Geary was another spectacular character in the Cosmos’ retinue. One night in Vancouver, BC, just before a game against the Whitecaps, he demonstrated to captain Werner Roth how his handcuffs worked. Then could not find the key. He left it in his hotel room.

What I knew about Pele almost immediately after my entry was:

Also Read :  Claudio Reyna Resigns as Sporting Director; Reyna to Continue with Austin FC as Technical Advisor

1. He and the self-styled striker Giorgio Chinaglia both wanted – needed – the ball, the closer to the opponents’ goal the better. And Hineglia has made it absolutely clear that he will use his muscle with Cosmos’ primary Warner communications boss, father-figure and attention-hound Steve Ross, no matter what the powerful and famous music and soccer freak Warner co-chairs, Ahmet and Nesuhi Ertegun, Wanted to move.

Pele, right, with Giorgio Chinaglia while they played for the Cosmos.
Pele, right, with Giorgio Chinaglia while they played for the Cosmos.
AP

This international house divided created the world’s most famous team from approximately 1976 to 1983. And there was dysfunction every day behind every door. Not really knowing much about soccer, at the time, was fun And Educational! And the poor coach, Gordon Bradley, was a good man daily squeeze in a musician.

It was written. So I wrote it. I didn’t know better.

2. I also knew, early on, what I couldn’t write unless I wanted to bring discredit to Steve Marshall, the Cosmos’ good-natured traveling secretary and massive — like 6-foot-5, 290 pound — nose tackle and pound man. , as he indicated to wait “over” a lot.

In 1976, BC—before cellphones—the Cosmos returned from a game against New England at Boston University’s Nickerson Field. The bus did not carry any toilet. So at night, with the team hollering for relief, Marshall had the driver pull over near a deserted field near Route 84.

Fluid mission accomplished. The team reentered the bus and left. Until Marshall discovered Pele was missing.

As the bus circled to look for Pele, Marshall caught the fear and sense of history to come, that he had left the world’s most famous athlete to die or watch alone in an abandoned field off Route 84 outside of Boston.

If I didn’t fully understand the universal fame and appeal of Pele, it disappeared before a game against the LA Aztecs at the Los Angeles Coliseum.

Pele chases after the ball while in action for the Cosmos at Giants Stadium.
Pele chases after the ball while in action for the Cosmos at Giants Stadium.
Getty Images

Word spread that Elton John, a part owner of the Aztecs, would be in the parking lot to greet Pele. I was on the team bus and as we got closer to the Coliseum, mobs started to circle.

So here was my plan: stick close to Pele and gear. What possible harm could come to them?

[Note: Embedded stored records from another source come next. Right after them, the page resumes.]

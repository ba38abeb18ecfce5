//! Mouse action surface.
//!
//! A small orthogonal set of primitives — [`position`](Mouse::position),
//! [`move_to`](Mouse::move_to), [`move_by`](Mouse::move_by),
//! [`press`](Mouse::press), [`release`](Mouse::release),
//! [`scroll`](Mouse::scroll) — plus convenience compositions (clicks, drags,
//! multi-point drags) and randomized-offset variants built strictly on top of
//! them. Any operation taking a target accepts `Point` or an `(x, y)` tuple.
//!
//! ## Absolute positioning
//! Absolute moves normalize pixel coordinates into the OS's `0..=65535`
//! range with `(coord + 1) * 65535 / screen_dimension` (truncated integer
//! division). Automation scripts depend on the exact cursor landing position
//! this formula produces, so it is pinned by tests and must not be "fixed".
//! The screen dimensions are queried fresh on every absolute move because the
//! display configuration can change between calls.
//!
//! ## Failure policy
//! Operations return `()`. A failed cursor query degrades silently to the
//! origin, which can make a subsequent relative move land wrong; a rejected
//! injection is logged at `warn` and dropped. Both policies are deliberate —
//! callers needing strict behavior drive the [`Desktop`] trait directly.

use std::thread;
use std::time::Duration;

use rand::rngs::ThreadRng;
use rand::Rng;
use serde::{Deserialize, Serialize};
use tracing::{trace, warn};

use crate::desktop::Desktop;
use crate::event::{
    InputEvent, MouseEvent, MOUSEEVENTF_LEFTDOWN, MOUSEEVENTF_LEFTUP, MOUSEEVENTF_MIDDLEDOWN,
    MOUSEEVENTF_MIDDLEUP, MOUSEEVENTF_RIGHTDOWN, MOUSEEVENTF_RIGHTUP,
};
use crate::point::Point;

/// Wheel units per detent.
const WHEEL_DELTA: i32 = 120;

/// A pointer button the surface can press and release.
#[derive(Clone, Copy, Debug, PartialEq, Eq, Hash, Serialize, Deserialize)]
pub enum MouseButton {
    Left,
    Right,
    Middle,
}

impl MouseButton {
    fn down_flag(self) -> u32 {
        match self {
            MouseButton::Left => MOUSEEVENTF_LEFTDOWN,
            MouseButton::Right => MOUSEEVENTF_RIGHTDOWN,
            MouseButton::Middle => MOUSEEVENTF_MIDDLEDOWN,
        }
    }

    fn up_flag(self) -> u32 {
        match self {
            MouseButton::Left => MOUSEEVENTF_LEFTUP,
            MouseButton::Right => MOUSEEVENTF_RIGHTUP,
            MouseButton::Middle => MOUSEEVENTF_MIDDLEUP,
        }
    }
}

/// Per-axis upper bound for random offset jitter.
///
/// Offsets drawn under a bound are non-negative and strictly below it; a bound
/// of zero (or less) disables jitter on that axis.
#[derive(Clone, Copy, Debug, PartialEq, Eq, Serialize, Deserialize)]
pub struct OffsetBound {
    pub x: i32,
    pub y: i32,
}

impl OffsetBound {
    pub const fn new(x: i32, y: i32) -> Self {
        OffsetBound { x, y }
    }

    /// Same bound on both axes.
    pub const fn uniform(bound: i32) -> Self {
        OffsetBound { x: bound, y: bound }
    }
}

impl Default for OffsetBound {
    fn default() -> Self {
        OffsetBound::uniform(5)
    }
}

/// Per-instance mouse settings. Mutable at any time; affects only subsequent
/// calls.
#[derive(Clone, Copy, Debug, PartialEq, Eq, Default, Serialize, Deserialize)]
pub struct MouseConfig {
    /// Delay in milliseconds after every injected mouse event. Compound
    /// operations accumulate one delay per constituent primitive.
    pub action_delay_ms: u64,
    /// Jitter bound used when an offset variant is called with `None`.
    pub offset_bound: OffsetBound,
}

/// Mouse action surface over a [`Desktop`].
pub struct Mouse<D: Desktop> {
    desktop: D,
    rng: ThreadRng,
    pub config: MouseConfig,
}

#[cfg(target_os = "windows")]
impl Mouse<crate::backends::windows::SystemDesktop> {
    /// Mouse surface over the live OS input stream.
    pub fn new() -> Self {
        Mouse::with_desktop(crate::backends::windows::SystemDesktop)
    }
}

#[cfg(target_os = "windows")]
impl Default for Mouse<crate::backends::windows::SystemDesktop> {
    fn default() -> Self {
        Mouse::new()
    }
}

impl<D: Desktop> Mouse<D> {
    /// Mouse surface over an arbitrary [`Desktop`] implementation.
    pub fn with_desktop(desktop: D) -> Self {
        Mouse {
            desktop,
            rng: rand::thread_rng(),
            config: MouseConfig::default(),
        }
    }

    /// The underlying OS seam, for checked injection or inspection.
    pub fn desktop_mut(&mut self) -> &mut D {
        &mut self.desktop
    }

    /// Current cursor position; the origin if the query fails.
    pub fn position(&self) -> Point {
        self.desktop.cursor_position().unwrap_or(Point::ORIGIN)
    }

    /// Moves the cursor to an absolute pixel position.
    pub fn move_to(&mut self, target: impl Into<Point>) {
        let target = target.into();
        let (width, height) = match self.desktop.screen_size() {
            Ok(dims) => dims,
            Err(err) => {
                warn!(%err, "absolute move dropped");
                return;
            }
        };
        self.send(MouseEvent::absolute_move(
            normalize(target.x, width),
            normalize(target.y, height),
        ));
    }

    /// Moves the cursor through a chain of absolute positions in order.
    pub fn move_path(&mut self, points: &[Point]) {
        for &point in points {
            self.move_to(point);
        }
    }

    /// Moves the cursor by a relative displacement.
    ///
    /// Implemented as a position query followed by an absolute move, so a
    /// failed query (absorbed as the origin) shifts the landing point.
    pub fn move_by(&mut self, dx: i32, dy: i32) {
        let here = self.position();
        self.move_to(here.offset(dx, dy));
    }

    /// Presses a button at the current cursor position.
    pub fn press(&mut self, button: MouseButton) {
        self.send(MouseEvent::with_flags(button.down_flag()));
    }

    /// Releases a button at the current cursor position.
    pub fn release(&mut self, button: MouseButton) {
        self.send(MouseEvent::with_flags(button.up_flag()));
    }

    /// Rotates the wheel by `ticks` detents (positive is away from the user).
    pub fn scroll(&mut self, ticks: i32) {
        self.send(MouseEvent::wheel(ticks * WHEEL_DELTA));
    }

    /// Left click: press then release, two events at the current position.
    pub fn click(&mut self) {
        self.press(MouseButton::Left);
        self.release(MouseButton::Left);
    }

    /// Moves to `target`, then left-clicks.
    pub fn click_at(&mut self, target: impl Into<Point>) {
        self.move_to(target);
        self.click();
    }

    /// Right click: press then release at the current position.
    pub fn right_click(&mut self) {
        self.press(MouseButton::Right);
        self.release(MouseButton::Right);
    }

    /// Moves to `target`, then right-clicks.
    pub fn right_click_at(&mut self, target: impl Into<Point>) {
        self.move_to(target);
        self.right_click();
    }

    /// Drags with `button` held from the current position to `target`:
    /// press, move, release.
    pub fn drag_to(&mut self, button: MouseButton, target: impl Into<Point>) {
        self.press(button);
        self.move_to(target);
        self.release(button);
    }

    /// Drags with `button` held from `from` to `to`: move, press, move,
    /// release.
    pub fn drag(&mut self, button: MouseButton, from: impl Into<Point>, to: impl Into<Point>) {
        self.move_to(from);
        self.drag_to(button, to);
    }

    /// Drags with `button` held through a chain of points: move to the first
    /// point, press, move through the remaining points in order, release.
    ///
    /// An empty slice is a no-op — no press or release occurs either.
    pub fn drag_path(&mut self, button: MouseButton, points: &[Point]) {
        let Some((&first, rest)) = points.split_first() else {
            return;
        };
        self.move_to(first);
        self.press(button);
        for &point in rest {
            self.move_to(point);
        }
        self.release(button);
    }

    /// [`move_to`](Self::move_to) with independent random jitter added to
    /// each axis.
    ///
    /// The jitter is non-negative, strictly below the bound, and drawn fresh
    /// on every call from an unseeded generator. `None` uses the configured
    /// default bound.
    pub fn move_to_with_offset(&mut self, target: impl Into<Point>, bound: Option<OffsetBound>) {
        let target = self.jittered(target.into(), bound);
        self.move_to(target);
    }

    /// [`click_at`](Self::click_at) with random jitter on the target.
    pub fn click_with_offset(&mut self, target: impl Into<Point>, bound: Option<OffsetBound>) {
        self.move_to_with_offset(target, bound);
        self.click();
    }

    /// [`drag_to`](Self::drag_to) with random jitter on the target.
    pub fn drag_to_with_offset(
        &mut self,
        button: MouseButton,
        target: impl Into<Point>,
        bound: Option<OffsetBound>,
    ) {
        self.press(button);
        self.move_to_with_offset(target, bound);
        self.release(button);
    }

    /// [`drag`](Self::drag) with independent random jitter on both endpoints.
    pub fn drag_with_offset(
        &mut self,
        button: MouseButton,
        from: impl Into<Point>,
        to: impl Into<Point>,
        bound: Option<OffsetBound>,
    ) {
        self.move_to_with_offset(from, bound);
        self.drag_to_with_offset(button, to, bound);
    }

    fn jittered(&mut self, target: Point, bound: Option<OffsetBound>) -> Point {
        let bound = bound.unwrap_or(self.config.offset_bound);
        let dx = self.jitter(bound.x);
        let dy = self.jitter(bound.y);
        target.offset(dx, dy)
    }

    fn jitter(&mut self, bound: i32) -> i32 {
        if bound > 0 {
            self.rng.gen_range(0..bound)
        } else {
            0
        }
    }

    fn send(&mut self, event: MouseEvent) {
        let event = InputEvent::Mouse(event);
        trace!(?event, "injecting mouse event");
        if self.desktop.inject(&event) == 0 {
            warn!(?event, "mouse event rejected by the OS");
        }
        if self.config.action_delay_ms > 0 {
            thread::sleep(Duration::from_millis(self.config.action_delay_ms));
        }
    }
}

/// Pixel coordinate to the OS's normalized `0..=65535` absolute space.
///
/// The exact `(coord + 1) * 65535 / dimension` truncation is a compatibility
/// contract: scripts written against it depend on the precise landing pixel.
#[inline]
fn normalize(coord: i32, dimension: i32) -> i32 {
    if dimension > 0 {
        (coord + 1) * 65535 / dimension
    } else {
        coord
    }
}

As we got off the bus – I was carrying a suitcase and a portable Olivetti typewriter – the crowd grew. Suddenly, I had no control of my body or weight; My arms were stuck to my sides; If the crowd surged left, I went left, once almost horizontally.

Pele helped bring soccer to new heights in America.
Pele helped bring soccer to new heights in America.
Getty Images

Absolutely helpless, I saw the headline: “Pell, 20 others, die in stampede.” My name would make the agate print at the bottom of the story, then drop out in the second edition.

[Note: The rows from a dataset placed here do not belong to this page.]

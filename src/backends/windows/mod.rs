#![cfg(target_os = "windows")]

//! Windows backend.
//!
//! [`SystemDesktop`] is the live implementation of
//! [`Desktop`](crate::desktop::Desktop): events are packed into the
//! `SendInput` union record at the call boundary, and position/metrics
//! queries go through `GetCursorPos` and `GetSystemMetrics`.

pub mod desktop;

pub use desktop::SystemDesktop;
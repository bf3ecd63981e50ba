//! Run options for osm2routes
//!
//! Fan-out ceilings for each stage of the pipeline plus an optional progress
//! callback.

use std::sync::Arc;
use std::time::Duration;

use crate::core::error::{Error, Result};

/// Progress callback function type, receives (materialized_routes, total_routes)
pub type ProgressCallback = Arc<dyn Fn(u64, u64) + Send + Sync>;

/// Options for a resolution run
#[derive(Clone)]
pub struct ResolveOptions {
    /// Relations resolved at once, also routes materialized at once
    pub relation_concurrency: usize,

    /// Ways (and stops) fetched at once within one route
    pub way_concurrency: usize,

    /// Nodes fetched at once within one way
    pub node_concurrency: usize,

    /// Upper bound for one network attempt of an entity fetch
    pub fetch_timeout: Duration,

    /// Memoize node and way entities across ways and routes
    pub share_member_cache: bool,

    /// Optional progress callback
    pub progress: Option<ProgressCallback>,
}

impl Default for ResolveOptions {
    fn default() -> Self {
        Self {
            relation_concurrency: 10,
            way_concurrency: 1,
            node_concurrency: 3,
            fetch_timeout: Duration::from_secs(10),
            share_member_cache: false,
            progress: None,
        }
    }
}

impl std::fmt::Debug for ResolveOptions {
    fn fmt(&self, f: &mut std::fmt::Formatter<'_>) -> std::fmt::Result {
        f.debug_struct("ResolveOptions")
            .field("relation_concurrency", &self.relation_concurrency)
            .field("way_concurrency", &self.way_concurrency)
            .field("node_concurrency", &self.node_concurrency)
            .field("fetch_timeout", &self.fetch_timeout)
            .field("share_member_cache", &self.share_member_cache)
            .field("progress", &self.progress.is_some())
            .finish()
    }
}

impl ResolveOptions {
    pub fn validate(&self) -> Result<()> {
        for (name, value) in [
            ("relation_concurrency", self.relation_concurrency),
            ("way_concurrency", self.way_concurrency),
            ("node_concurrency", self.node_concurrency),
        ] {
            if value == 0 {
                return Err(Error::InvalidInput(format!("{name} must be at least 1")));
            }
        }
        if self.fetch_timeout.is_zero() {
            return Err(Error::InvalidInput("fetch_timeout must be positive".to_string()));
        }
        Ok(())
    }

    pub(crate) fn report_progress(&self, done: u64, total: u64) {
        if let Some(ref progress) = self.progress {
            progress(done, total);
        }
    }
}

(Little wonder I get disgusted when ESPN geniuses endorse field and room-storming as good, clean, student body fun and ritual.)

I spoke to Pele after the game, and asked if he had ever been forced to flee from such a mob. Although a modest man, he smiled. Then he made a ring with his hands:

“Yes,” he said in English, “all over the world.”

Source

Leave a Reply

Your email address will not be published.